→ **Required action**:
From the line below that contains "let hits: Vec<TdcEvent> = channels" to the line that contains "fn detection_mode(&self) ->", repeat every line exactly, both ends included, and nothing else.

Stored items
◆ ◆ ◆

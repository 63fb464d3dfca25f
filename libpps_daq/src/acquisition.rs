use std::path::{Path, PathBuf};
use std::time::Instant;
use time::format_description::well_known::Rfc3339;
use time::OffsetDateTime;

use super::abort::AbortSignal;
use super::burst::BurstState;
use super::config::{Config, GlobalAcquisitionMode};
use super::error::AcquisitionError;
use super::file_copier::FileConsumer;
use super::file_header::{AcquisitionMode, DetectionMode};
use super::hardware::{DrainStatus, TdcBoard, TriggerFanout};
use super::status::{BurstStatus, RunStatistics, StatusSink};

/// Where the controller stands in the life of a burst
#[derive(Debug, Clone, Copy, PartialEq, Eq)]
pub enum ControllerState {
    Idle,
    BurstOpen,
    Draining,
    Aborting,
}

/// The parts of the configuration the controller needs
#[derive(Debug, Clone, PartialEq, Eq)]
pub struct AcquisitionSettings {
    pub output_path: PathBuf,
    pub run_id: u32,
    pub global_mode: GlobalAcquisitionMode,
    pub triggers_per_file: u64,
    pub readouts_per_poll: u64,
}

impl AcquisitionSettings {
    pub fn from_config(config: &Config, run_id: u32) -> Self {
        Self {
            output_path: config.output_path.clone(),
            run_id,
            global_mode: config.global_mode,
            triggers_per_file: config.triggers_per_file,
            readouts_per_poll: config.readouts_per_poll,
        }
    }
}

fn local_time_string() -> String {
    OffsetDateTime::now_local()
        .unwrap_or_else(|_| OffsetDateTime::now_utc())
        .format(&Rfc3339)
        .unwrap_or_else(|_| String::from("unknown time"))
}
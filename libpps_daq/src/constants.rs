// File format
pub const FILE_MAGIC: u32 = 0x30535050; // "PPS0" in ASCII
pub const FILE_HEADER_SIZE: u64 = 20; // magic, run, spill, acq mode, det mode
pub const EVENT_WORD_SIZE: u64 = 4;
pub const FILE_PREFIX: &str = "events";
pub const FILE_EXTENSION: &str = "dat";

// TDC word layout
pub const TAG_SHIFT: u32 = 27;
pub const PAYLOAD_MASK: u32 = 0x07ff_ffff;
pub const TRIGGER_WORD: u32 = 0xf800_0000; // synthetic marker, never produced by a board
pub const NUMBER_OF_ERROR_FLAGS: usize = 15;

// Acquisition control
pub const DEFAULT_TRIGGERS_PER_FILE: u64 = 1000;
pub const DEFAULT_READOUTS_PER_POLL: u64 = 5000;
pub const FORCE_EXIT_THRESHOLD: usize = 5; // interrupts tolerated before skipping cleanup
pub const RESET_PULSE_US: u64 = 1000;

// Messaging
pub const DEFAULT_COORDINATOR_PORT: u16 = 1987;
pub const MAX_MESSAGE_LENGTH: u32 = 1 << 16;
use serde::{Deserialize, Serialize};
use std::cell::RefCell;
use std::rc::Rc;
use std::time::{Duration, Instant};

use super::error::HardwareError;
use super::file_header::AcquisitionMode;
use super::hardware::{DrainStatus, FanoutRegisterMap, FanoutUnit, RegisterAccess, TdcBoard};
use super::tdc_event::TdcEvent;

/// Most triggers a simulated board hands out per readout
const MAX_TRIGGERS_PER_FETCH: u64 = 64;
/// Pause of a readout finding no new trigger
const IDLE_WAIT: Duration = Duration::from_micros(200);
/// Width of the simulated pulses, in TDC bins
const PULSE_WIDTH: u32 = 40;
const TIME_MASK: u32 = 0x7ffff;

/// Parameters of the simulated crate
#[derive(Debug, Clone, Serialize, Deserialize, PartialEq, Eq)]
pub struct SimulationParameters {
    /// Time between two triggers; 0 means triggers are only fired by hand
    pub trigger_period_us: u64,
    /// Channels hit on every trigger
    pub hit_channels: Vec<u8>,
    /// Stop the acquisition after this many triggers
    pub trigger_limit: Option<u64>,
}

impl Default for SimulationParameters {
    fn default() -> Self {
        Self {
            trigger_period_us: 1000,
            hit_channels: vec![0, 1, 2, 3],
            trigger_limit: None,
        }
    }
}

#[derive(Debug)]
struct CrateState {
    parameters: SimulationParameters,
    map: FanoutRegisterMap,
    start: Instant,
    manual_triggers: u64,
    triggers_fired: u64,
    control: u32,
    tdc_lines: u32,
    scaler_origin: u64,
    scaler_frozen: u64,
    event_origin: u64,
}

impl CrateState {
    fn advance(&mut self) {
        let mut fired = if self.parameters.trigger_period_us == 0 {
            self.manual_triggers
        } else {
            self.start.elapsed().as_micros() as u64 / self.parameters.trigger_period_us
        };
        if let Some(limit) = self.parameters.trigger_limit {
            fired = fired.min(limit);
        }
        // Never decrements
        self.triggers_fired = self.triggers_fired.max(fired);
    }

    fn is_limit_reached(&self) -> bool {
        match self.parameters.trigger_limit {
            Some(limit) => self.triggers_fired >= limit,
            None => false,
        }
    }

    fn is_scaler_enabled(&self) -> bool {
        self.control & (1 << self.map.scaler_enable_bit) != 0
    }

    fn scaler_value(&self) -> u64 {
        if self.is_scaler_enabled() {
            self.triggers_fired - self.scaler_origin
        } else {
            self.scaler_frozen
        }
    }
}

/// A VME crate living in memory: one trigger source shared by a fanout unit and any
/// number of TDC boards.
#[derive(Debug, Clone)]
pub struct SimulatedCrate {
    state: Rc<RefCell<CrateState>>,
}

impl SimulatedCrate {
    pub fn new(parameters: &SimulationParameters, map: FanoutRegisterMap) -> Self {
        Self {
            state: Rc::new(RefCell::new(CrateState {
                parameters: parameters.clone(),
                map,
                start: Instant::now(),
                manual_triggers: 0,
                triggers_fired: 0,
                control: 0,
                tdc_lines: 0,
                scaler_origin: 0,
                scaler_frozen: 0,
                event_origin: 0,
            })),
        }
    }

    /// The fanout unit of the crate, driven through its registers
    pub fn fanout(&self) -> FanoutUnit<SimulatedRegisters> {
        let map = self.state.borrow().map.clone();
        FanoutUnit::new(
            SimulatedRegisters {
                state: self.state.clone(),
            },
            map,
        )
    }

    pub fn board(
        &self,
        base_address: u32,
        acquisition_mode: u32,
        detection_mode: u32,
    ) -> SimulatedTdc {
        SimulatedTdc {
            state: self.state.clone(),
            base_address,
            acquisition_mode,
            detection_mode,
            triggers_read: 0,
            is_aborted: false,
        }
    }

    /// Fire triggers by hand (only with a trigger period of 0)
    pub fn fire_triggers(&self, n_triggers: u64) {
        self.state.borrow_mut().manual_triggers += n_triggers;
    }

    pub fn get_triggers_fired(&self) -> u64 {
        let mut state = self.state.borrow_mut();
        state.advance();
        state.triggers_fired
    }
}

/// Register file of the simulated fanout unit
#[derive(Debug)]
pub struct SimulatedRegisters {
    state: Rc<RefCell<CrateState>>,
}

impl RegisterAccess for SimulatedRegisters {
    fn read_register(&self, offset: u32) -> Result<u32, HardwareError> {
        let mut state = self.state.borrow_mut();
        state.advance();
        if offset == state.map.control {
            Ok(state.control)
        } else if offset == state.map.scaler_counter {
            Ok(state.scaler_value() as u32)
        } else if offset == state.map.tdc_lines {
            Ok(state.tdc_lines)
        } else {
            Err(HardwareError::RegisterRead(offset))
        }
    }

    fn write_register(&self, offset: u32, word: u32) -> Result<(), HardwareError> {
        let mut state = self.state.borrow_mut();
        state.advance();
        if offset == state.map.control {
            let was_enabled = state.is_scaler_enabled();
            if was_enabled && word & (1 << state.map.scaler_enable_bit) == 0 {
                state.scaler_frozen = state.scaler_value();
            }
            if word & (1 << state.map.scaler_reset_bit) != 0 {
                state.scaler_origin = state.triggers_fired;
                state.scaler_frozen = 0;
            }
            state.control = word;
            Ok(())
        } else if offset == state.map.tdc_lines {
            if word & state.map.clear_line != 0 {
                state.event_origin = state.triggers_fired;
            }
            state.tdc_lines = word;
            Ok(())
        } else {
            Err(HardwareError::RegisterWrite { offset, word })
        }
    }
}

/// A TDC board of the simulated crate.
///
/// Each trigger produces one hit per configured channel: a trigger matched block in
/// trigger matching mode, bare leading and trailing edges in continuous storage.
#[derive(Debug)]
pub struct SimulatedTdc {
    state: Rc<RefCell<CrateState>>,
    base_address: u32,
    acquisition_mode: u32,
    detection_mode: u32,
    triggers_read: u64,
    is_aborted: bool,
}

impl SimulatedTdc {
    fn trigger_block(&self, trigger: u64, event_origin: u64, channels: &[u8]) -> Vec<TdcEvent> {
        let geo = ((self.base_address >> 16) & 0x1f) as u8;
        let event_id = (trigger.saturating_sub(event_origin) & 0xfff) as u16;
        let hits: Vec<TdcEvent> = channels
            .iter()
            .flat_map(|channel| {
                let lead = (trigger as u32)
                    .wrapping_mul(37)
                    .wrapping_add(*channel as u32 * 101)
                    & TIME_MASK;
                [
                    TdcEvent::TdcMeasurement {
                        channel: *channel & 0x7f,
                        trailing: false,
                        time: lead,
                    },
                    TdcEvent::TdcMeasurement {
                        channel: *channel & 0x7f,
                        trailing: true,
                        time: (lead + PULSE_WIDTH) & TIME_MASK,
                    },
                ]
            })
            .collect();

        if self.acquisition_mode != AcquisitionMode::TriggerMatching.code() {
            return hits;
        }

        let mut block = Vec::with_capacity(hits.len() + 4);
        block.push(TdcEvent::GlobalHeader {
            event_count: (trigger as u32) & 0x3f_ffff,
            geo,
        });
        block.push(TdcEvent::TdcHeader {
            tdc: 0,
            event_id,
            bunch_id: (trigger & 0xfff) as u16,
            spare: 0,
        });
        block.extend(hits);
        block.push(TdcEvent::TdcTrailer {
            tdc: 0,
            event_id,
            word_count: (block.len() & 0xfff) as u16,
            spare: 0,
        });
        block.push(TdcEvent::GlobalTrailer {
            status: 0,
            word_count: ((block.len() + 1) & 0xffff) as u16,
            geo,
            spare: 0,
        });
        block
    }
}

impl TdcBoard for SimulatedTdc {
    fn base_address(&self) -> u32 {
        self.base_address
    }

    fn acquisition_mode(&self) -> u32 {
        self.acquisition_mode
    }

    fn detection_mode(&self) -> u32 {
        self.detection_mode
    }

    fn fetch_events(&mut self) -> DrainStatus {
        if self.is_aborted {
            return DrainStatus::AcquisitionStop;
        }
        let (fired, event_origin, channels, limit_reached) = {
            let mut state = self.state.borrow_mut();
            state.advance();
            (
                state.triggers_fired,
                state.event_origin,
                state.parameters.hit_channels.clone(),
                state.is_limit_reached(),
            )
        };

        if self.triggers_read >= fired {
            if limit_reached {
                return DrainStatus::AcquisitionStop;
            }
            std::thread::sleep(IDLE_WAIT);
            return DrainStatus::Events(vec![]);
        }

        let last = fired.min(self.triggers_read + MAX_TRIGGERS_PER_FETCH);
        let mut events = Vec::new();
        for trigger in (self.triggers_read + 1)..=last {
            events.extend(self.trigger_block(trigger, event_origin, &channels));
        }
        self.triggers_read = last;
        DrainStatus::Events(events)
    }

    fn abort(&mut self) {
        log::info!(
            "Stopping acquisition of TDC at base address {:#010x}",
            self.base_address
        );
        self.is_aborted = true;
    }
}

#[cfg(test)]
mod tests {
    use super::*;
    use crate::assembler::MeasurementAssembler;
    use crate::hardware::TriggerFanout;
    use std::collections::VecDeque;

    fn manual_crate(limit: Option<u64>) -> SimulatedCrate {
        SimulatedCrate::new(
            &SimulationParameters {
                trigger_period_us: 0,
                hit_channels: vec![2, 5],
                trigger_limit: limit,
            },
            FanoutRegisterMap::default(),
        )
    }

    fn drain(board: &mut SimulatedTdc) -> Vec<TdcEvent> {
        match board.fetch_events() {
            DrainStatus::Events(events) => events,
            other => panic!("Expected events, got {other:?}"),
        }
    }

    #[test]
    fn test_scaler_follows_triggers() {
        let sim = manual_crate(None);
        let mut fanout = sim.fanout();
        sim.fire_triggers(3);
        fanout.start_scaler().unwrap();
        assert_eq!(fanout.read_scaler().unwrap(), 0);
        sim.fire_triggers(4);
        assert_eq!(fanout.read_scaler().unwrap(), 4);
        fanout.stop_scaler().unwrap();
        sim.fire_triggers(2);
        assert_eq!(fanout.read_scaler().unwrap(), 4);
        assert_eq!(sim.get_triggers_fired(), 9);
    }

    #[test]
    fn test_trigger_matched_blocks_assemble() {
        let sim = manual_crate(None);
        let mut board = sim.board(0x00aa_0000, 1, 3);
        assert!(drain(&mut board).is_empty());
        sim.fire_triggers(2);
        let events = drain(&mut board);
        // 2 triggers x (4 framing words + 2 channels x 2 edges)
        assert_eq!(events.len(), 16);

        let assembler = MeasurementAssembler::from_mode_code(board.acquisition_mode()).unwrap();
        let mut source: VecDeque<TdcEvent> = events.into();
        let measurement = assembler.next_measurement(&mut source, 5).unwrap().unwrap();
        assert!(measurement.is_complete());
        assert_eq!(measurement.time_over_threshold(), Some(PULSE_WIDTH as i64));
        assert!(matches!(
            measurement.get_events().last(),
            Some(TdcEvent::GlobalTrailer { word_count: 8, .. })
        ));
    }

    #[test]
    fn test_limit_and_abort_stop_acquisition() {
        let sim = manual_crate(Some(3));
        let mut first = sim.board(0x00aa_0000, 0, 3);
        let mut second = sim.board(0x00bb_0000, 0, 3);
        sim.fire_triggers(10);
        assert_eq!(drain(&mut first).len(), 12);
        assert!(matches!(first.fetch_events(), DrainStatus::AcquisitionStop));

        second.abort();
        assert!(matches!(second.fetch_events(), DrainStatus::AcquisitionStop));
    }
}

◆ ◆ ◆

→ **Written answer**:
        let hits: Vec<TdcEvent> = channels
            .iter()
            .flat_map(|channel| {
                let lead = (trigger as u32)
                    .wrapping_mul(37)
                    .wrapping_add(*channel as u32 * 101)
                    & TIME_MASK;
                [
                    TdcEvent::TdcMeasurement {
                        channel: *channel & 0x7f,
                        trailing: false,
                        time: lead,
                    },
                    TdcEvent::TdcMeasurement {
                        channel: *channel & 0x7f,
                        trailing: true,
                        time: (lead + PULSE_WIDTH) & TIME_MASK,
                    },
                ]
            })
            .collect();

        if self.acquisition_mode != AcquisitionMode::TriggerMatching.code() {
            return hits;
        }

        let mut block = Vec::with_capacity(hits.len() + 4);
        block.push(TdcEvent::GlobalHeader {
            event_count: (trigger as u32) & 0x3f_ffff,
            geo,
        });
        block.push(TdcEvent::TdcHeader {
            tdc: 0,
            event_id,
            bunch_id: (trigger & 0xfff) as u16,
            spare: 0,
        });
        block.extend(hits);
        block.push(TdcEvent::TdcTrailer {
            tdc: 0,
            event_id,
            word_count: (block.len() & 0xfff) as u16,
            spare: 0,
        });
        block.push(TdcEvent::GlobalTrailer {
            status: 0,
            word_count: ((block.len() + 1) & 0xffff) as u16,
            geo,
            spare: 0,
        });
        block
    }
}

impl TdcBoard for SimulatedTdc {
    fn base_address(&self) -> u32 {
        self.base_address
    }

    fn acquisition_mode(&self) -> u32 {
        self.acquisition_mode
    }

    fn detection_mode(&self) -> u32 {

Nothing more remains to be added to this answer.